Every entry, from first to last, must be written out exactly.

======== Records to process ========

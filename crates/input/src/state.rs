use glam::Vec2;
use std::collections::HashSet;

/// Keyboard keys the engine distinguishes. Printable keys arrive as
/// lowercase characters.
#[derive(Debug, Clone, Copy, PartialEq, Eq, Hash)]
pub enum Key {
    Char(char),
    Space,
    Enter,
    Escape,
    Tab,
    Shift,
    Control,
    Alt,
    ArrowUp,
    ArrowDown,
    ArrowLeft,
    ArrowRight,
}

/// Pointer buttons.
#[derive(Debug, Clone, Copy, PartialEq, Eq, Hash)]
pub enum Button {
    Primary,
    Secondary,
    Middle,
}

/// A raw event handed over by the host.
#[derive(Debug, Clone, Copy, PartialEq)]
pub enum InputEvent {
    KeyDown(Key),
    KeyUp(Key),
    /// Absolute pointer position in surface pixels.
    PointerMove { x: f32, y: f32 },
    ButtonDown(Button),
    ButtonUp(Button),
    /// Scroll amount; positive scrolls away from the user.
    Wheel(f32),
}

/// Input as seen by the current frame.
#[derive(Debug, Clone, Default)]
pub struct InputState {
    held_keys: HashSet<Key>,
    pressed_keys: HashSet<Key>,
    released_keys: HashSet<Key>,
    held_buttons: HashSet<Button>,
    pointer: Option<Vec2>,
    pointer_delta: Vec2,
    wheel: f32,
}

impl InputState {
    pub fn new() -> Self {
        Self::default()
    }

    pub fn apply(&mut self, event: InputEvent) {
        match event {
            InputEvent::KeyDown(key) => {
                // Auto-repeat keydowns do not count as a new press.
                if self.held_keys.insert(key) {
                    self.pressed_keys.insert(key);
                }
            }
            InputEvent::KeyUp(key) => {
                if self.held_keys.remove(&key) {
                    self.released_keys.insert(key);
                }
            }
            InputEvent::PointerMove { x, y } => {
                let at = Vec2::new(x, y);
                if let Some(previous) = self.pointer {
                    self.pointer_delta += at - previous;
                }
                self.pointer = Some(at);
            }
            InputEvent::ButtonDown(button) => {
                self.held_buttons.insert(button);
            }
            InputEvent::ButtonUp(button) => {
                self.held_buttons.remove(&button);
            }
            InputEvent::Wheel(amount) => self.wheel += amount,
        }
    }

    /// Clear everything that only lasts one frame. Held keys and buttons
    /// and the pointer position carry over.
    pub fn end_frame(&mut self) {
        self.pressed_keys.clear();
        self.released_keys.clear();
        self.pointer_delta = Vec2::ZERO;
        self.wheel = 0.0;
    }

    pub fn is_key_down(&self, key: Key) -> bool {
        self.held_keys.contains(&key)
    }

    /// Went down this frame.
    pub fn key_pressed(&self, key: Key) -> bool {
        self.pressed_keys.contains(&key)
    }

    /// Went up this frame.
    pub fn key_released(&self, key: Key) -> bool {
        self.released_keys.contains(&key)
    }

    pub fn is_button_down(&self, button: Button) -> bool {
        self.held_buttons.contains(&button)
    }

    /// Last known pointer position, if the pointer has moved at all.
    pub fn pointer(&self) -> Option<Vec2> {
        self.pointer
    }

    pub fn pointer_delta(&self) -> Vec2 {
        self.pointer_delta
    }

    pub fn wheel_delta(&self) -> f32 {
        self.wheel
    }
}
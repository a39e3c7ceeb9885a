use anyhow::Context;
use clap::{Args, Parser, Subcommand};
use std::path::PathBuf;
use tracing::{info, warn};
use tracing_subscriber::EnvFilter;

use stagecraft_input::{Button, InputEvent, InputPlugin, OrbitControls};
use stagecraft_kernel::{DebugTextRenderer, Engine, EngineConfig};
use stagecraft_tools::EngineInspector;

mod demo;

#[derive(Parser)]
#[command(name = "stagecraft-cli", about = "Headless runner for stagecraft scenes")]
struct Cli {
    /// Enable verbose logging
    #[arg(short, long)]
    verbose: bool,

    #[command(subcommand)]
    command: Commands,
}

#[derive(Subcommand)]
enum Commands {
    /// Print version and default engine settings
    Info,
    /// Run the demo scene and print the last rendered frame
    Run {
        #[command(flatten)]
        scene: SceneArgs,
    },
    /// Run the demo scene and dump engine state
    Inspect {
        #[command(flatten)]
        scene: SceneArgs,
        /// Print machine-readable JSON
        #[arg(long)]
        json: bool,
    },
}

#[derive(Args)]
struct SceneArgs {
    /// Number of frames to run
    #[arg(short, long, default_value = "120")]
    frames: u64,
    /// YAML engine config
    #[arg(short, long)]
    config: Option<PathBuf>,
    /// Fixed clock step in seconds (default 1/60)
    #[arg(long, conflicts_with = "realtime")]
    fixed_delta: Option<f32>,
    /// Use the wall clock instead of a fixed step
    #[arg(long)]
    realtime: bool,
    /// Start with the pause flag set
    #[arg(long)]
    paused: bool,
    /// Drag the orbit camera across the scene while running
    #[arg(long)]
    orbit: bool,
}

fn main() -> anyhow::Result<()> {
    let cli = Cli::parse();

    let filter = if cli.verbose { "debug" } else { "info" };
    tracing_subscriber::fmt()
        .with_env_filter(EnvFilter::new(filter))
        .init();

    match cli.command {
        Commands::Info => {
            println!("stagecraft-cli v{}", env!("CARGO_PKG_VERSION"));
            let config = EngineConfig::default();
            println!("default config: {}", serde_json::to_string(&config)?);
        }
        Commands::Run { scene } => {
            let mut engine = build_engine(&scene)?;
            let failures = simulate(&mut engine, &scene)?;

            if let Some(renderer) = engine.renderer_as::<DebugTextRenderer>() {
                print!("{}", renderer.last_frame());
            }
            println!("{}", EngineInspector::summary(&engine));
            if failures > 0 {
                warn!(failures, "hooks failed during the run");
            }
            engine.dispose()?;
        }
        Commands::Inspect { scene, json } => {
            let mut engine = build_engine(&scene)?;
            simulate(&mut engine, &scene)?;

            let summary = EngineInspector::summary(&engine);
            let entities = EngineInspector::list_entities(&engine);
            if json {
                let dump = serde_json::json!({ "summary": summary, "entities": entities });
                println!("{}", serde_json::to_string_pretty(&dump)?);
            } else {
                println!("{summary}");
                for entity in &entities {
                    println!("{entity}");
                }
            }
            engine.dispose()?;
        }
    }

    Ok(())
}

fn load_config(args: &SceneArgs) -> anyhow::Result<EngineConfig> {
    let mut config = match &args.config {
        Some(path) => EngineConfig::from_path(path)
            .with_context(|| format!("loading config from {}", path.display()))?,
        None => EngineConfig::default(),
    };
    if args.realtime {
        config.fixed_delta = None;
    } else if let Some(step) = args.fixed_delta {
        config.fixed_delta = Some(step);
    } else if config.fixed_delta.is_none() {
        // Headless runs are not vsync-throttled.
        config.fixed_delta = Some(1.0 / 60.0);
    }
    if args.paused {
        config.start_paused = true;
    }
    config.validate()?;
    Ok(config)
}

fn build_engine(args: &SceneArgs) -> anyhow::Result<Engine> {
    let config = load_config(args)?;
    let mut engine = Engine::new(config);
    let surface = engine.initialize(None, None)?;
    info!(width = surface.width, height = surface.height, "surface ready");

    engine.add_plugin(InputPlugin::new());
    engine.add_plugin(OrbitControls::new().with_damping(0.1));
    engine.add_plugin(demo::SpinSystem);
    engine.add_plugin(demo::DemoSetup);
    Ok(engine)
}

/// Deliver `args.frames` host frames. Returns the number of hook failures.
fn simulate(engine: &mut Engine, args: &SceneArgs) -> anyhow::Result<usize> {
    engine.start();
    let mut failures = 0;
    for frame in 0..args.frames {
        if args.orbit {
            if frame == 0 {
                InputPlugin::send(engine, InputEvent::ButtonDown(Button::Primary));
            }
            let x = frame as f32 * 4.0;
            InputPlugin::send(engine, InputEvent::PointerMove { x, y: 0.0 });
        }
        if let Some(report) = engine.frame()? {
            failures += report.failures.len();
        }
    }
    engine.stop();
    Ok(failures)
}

========

## Answer space
filename crates/input/src/state.rs
use glam::Vec2;
use std::collections::HashSet;

/// Keyboard keys the engine distinguishes. Printable keys arrive as
/// lowercase characters.
#[derive(Debug, Clone, Copy, PartialEq, Eq, Hash)]
pub enum Key {
    Char(char),
    Space,
    Enter,
    Escape,
    Tab,
    Shift,
    Control,
    Alt,
    ArrowUp,
    ArrowDown,
    ArrowLeft,
    ArrowRight,
}

/// Pointer buttons.
#[derive(Debug, Clone, Copy, PartialEq, Eq, Hash)]
pub enum Button {
    Primary,
    Secondary,
    Middle,
}

/// A raw event handed over by the host.
#[derive(Debug, Clone, Copy, PartialEq)]
pub enum InputEvent {
    KeyDown(Key),
    KeyUp(Key),
    /// Absolute pointer position in surface pixels.
    PointerMove { x: f32, y: f32 },
    ButtonDown(Button),
    ButtonUp(Button),
    /// Scroll amount; positive scrolls away from the user.
    Wheel(f32),
}

/// Input as seen by the current frame.
#[derive(Debug, Clone, Default)]
pub struct InputState {
    held_keys: HashSet<Key>,
    pressed_keys: HashSet<Key>,
    released_keys: HashSet<Key>,
    held_buttons: HashSet<Button>,
    pointer: Option<Vec2>,
    pointer_delta: Vec2,
    wheel: f32,
}

impl InputState {
    pub fn new() -> Self {
        Self::default()
    }

    pub fn apply(&mut self, event: InputEvent) {
        match event {
            InputEvent::KeyDown(key) => {
                // Auto-repeat keydowns do not count as a new press.
                if self.held_keys.insert(key) {
                    self.pressed_keys.insert(key);
                }
            }
            InputEvent::KeyUp(key) => {
                if self.held_keys.remove(&key) {
                    self.released_keys.insert(key);
                }
            }
            InputEvent::PointerMove { x, y } => {
                let at = Vec2::new(x, y);
                if let Some(previous) = self.pointer {
                    self.pointer_delta += at - previous;
                }
                self.pointer = Some(at);
            }
            InputEvent::ButtonDown(button) => {
                self.held_buttons.insert(button);
            }
            InputEvent::ButtonUp(button) => {
                self.held_buttons.remove(&button);
            }
            InputEvent::Wheel(amount) => self.wheel += amount,
        }
    }

    /// Clear everything that only lasts one frame. Held keys and buttons
    /// and the pointer position carry over.
    pub fn end_frame(&mut self) {
        self.pressed_keys.clear();
        self.released_keys.clear();
        self.pointer_delta = Vec2::ZERO;
        self.wheel = 0.0;
    }

    pub fn is_key_down(&self, key: Key) -> bool {
        self.held_keys.contains(&key)
    }

    /// Went down this frame.
    pub fn key_pressed(&self, key: Key) -> bool {
        self.pressed_keys.contains(&key)
    }

    /// Went up this frame.
    pub fn key_released(&self, key: Key) -> bool {
        self.released_keys.contains(&key)
    }

    pub fn is_button_down(&self, button: Button) -> bool {
        self.held_buttons.contains(&button)
    }

    /// Last known pointer position, if the pointer has moved at all.
    pub fn pointer(&self) -> Option<Vec2> {
        self.pointer
    }

    pub fn pointer_delta(&self) -> Vec2 {
        self.pointer_delta
    }

    pub fn wheel_delta(&self) -> f32 {
        self.wheel
    }
}
repository a39e3c7ceeb9885a
use anyhow::Context;
use clap::{Args, Parser, Subcommand};
use std::path::PathBuf;
use tracing::{info, warn};
use tracing_subscriber::EnvFilter;

use stagecraft_input::{Button, InputEvent, InputPlugin, OrbitControls};
use stagecraft_kernel::{DebugTextRenderer, Engine, EngineConfig};
use stagecraft_tools::EngineInspector;

mod demo;

#[derive(Parser)]
#[command(name = "stagecraft-cli", about = "Headless runner for stagecraft scenes")]
struct Cli {
    /// Enable verbose logging
    #[arg(short, long)]
    verbose: bool,

    #[command(subcommand)]
    command: Commands,
}

#[derive(Subcommand)]
enum Commands {
    /// Print version and default engine settings
    Info,
    /// Run the demo scene and print the last rendered frame
    Run {
        #[command(flatten)]
        scene: SceneArgs,
    },
    /// Run the demo scene and dump engine state
    Inspect {
        #[command(flatten)]
        scene: SceneArgs,
        /// Print machine-readable JSON
        #[arg(long)]
        json: bool,
    },
}

#[derive(Args)]
struct SceneArgs {
    /// Number of frames to run
    #[arg(short, long, default_value = "120")]
    frames: u64,
    /// YAML engine config
    #[arg(short, long)]
    config: Option<PathBuf>,
    /// Fixed clock step in seconds (default 1/60)
    #[arg(long, conflicts_with = "realtime")]
    fixed_delta: Option<f32>,
    /// Use the wall clock instead of a fixed step
    #[arg(long)]
    realtime: bool,
    /// Start with the pause flag set
    #[arg(long)]
    paused: bool,
    /// Drag the orbit camera across the scene while running
    #[arg(long)]
    orbit: bool,
}

fn main() -> anyhow::Result<()> {
    let cli = Cli::parse();

    let filter = if cli.verbose { "debug" } else { "info" };
    tracing_subscriber::fmt()
        .with_env_filter(EnvFilter::new(filter))
        .init();

    match cli.command {
        Commands::Info => {
            println!("stagecraft-cli v{}", env!("CARGO_PKG_VERSION"));
            let config = EngineConfig::default();
            println!("default config: {}", serde_json::to_string(&config)?);
        }
        Commands::Run { scene } => {
            let mut engine = build_engine(&scene)?;
            let failures = simulate(&mut engine, &scene)?;

            if let Some(renderer) = engine.renderer_as::<DebugTextRenderer>() {
                print!("{}", renderer.last_frame());
            }
            println!("{}", EngineInspector::summary(&engine));
            if failures > 0 {
                warn!(failures, "hooks failed during the run");
            }
            engine.dispose()?;
        }
        Commands::Inspect { scene, json } => {
            let mut engine = build_engine(&scene)?;
            simulate(&mut engine, &scene)?;

            let summary = EngineInspector::summary(&engine);
            let entities = EngineInspector::list_entities(&engine);
            if json {
                let dump = serde_json::json!({ "summary": summary, "entities": entities });
                println!("{}", serde_json::to_string_pretty(&dump)?);
            } else {
                println!("{summary}");
                for entity in &entities {
                    println!("{entity}");
                }
            }
            engine.dispose()?;
        }
    }

    Ok(())
}

fn load_config(args: &SceneArgs) -> anyhow::Result<EngineConfig> {
    let mut config = match &args.config {
        Some(path) => EngineConfig::from_path(path)
            .with_context(|| format!("loading config from {}", path.display()))?,
        None => EngineConfig::default(),
    };
    if args.realtime {
        config.fixed_delta = None;
    } else if let Some(step) = args.fixed_delta {
        config.fixed_delta = Some(step);
    } else if config.fixed_delta.is_none() {
        // Headless runs are not vsync-throttled.
        config.fixed_delta = Some(1.0 / 60.0);
    }
    if args.paused {
        config.start_paused = true;
    }
    config.validate()?;
    Ok(config)
}

fn build_engine(args: &SceneArgs) -> anyhow::Result<Engine> {
    let config = load_config(args)?;
    let mut engine = Engine::new(config);
    let surface = engine.initialize(None, None)?;
    info!(width = surface.width, height = surface.height, "surface ready");

    engine.add_plugin(InputPlugin::new());
    engine.add_plugin(OrbitControls::new().with_damping(0.1));
    engine.add_plugin(demo::SpinSystem);
    engine.add_plugin(demo::DemoSetup);
    Ok(engine)
}

/// Deliver `args.frames` host frames. Returns the number of hook failures.
fn simulate(engine: &mut Engine, args: &SceneArgs) -> anyhow::Result<usize> {
    engine.start();
    let mut failures = 0;
    for frame in 0..args.frames {
        if args.orbit {
            if frame == 0 {
                InputPlugin::send(engine, InputEvent::ButtonDown(Button::Primary));
            }
            let x = frame as f32 * 4.0;
            InputPlugin::send(engine, InputEvent::PointerMove { x, y: 0.0 });
        }
        if let Some(report) = engine.frame()? {
            failures += report.failures.len();
        }
    }
    engine.stop();
    Ok(failures)
}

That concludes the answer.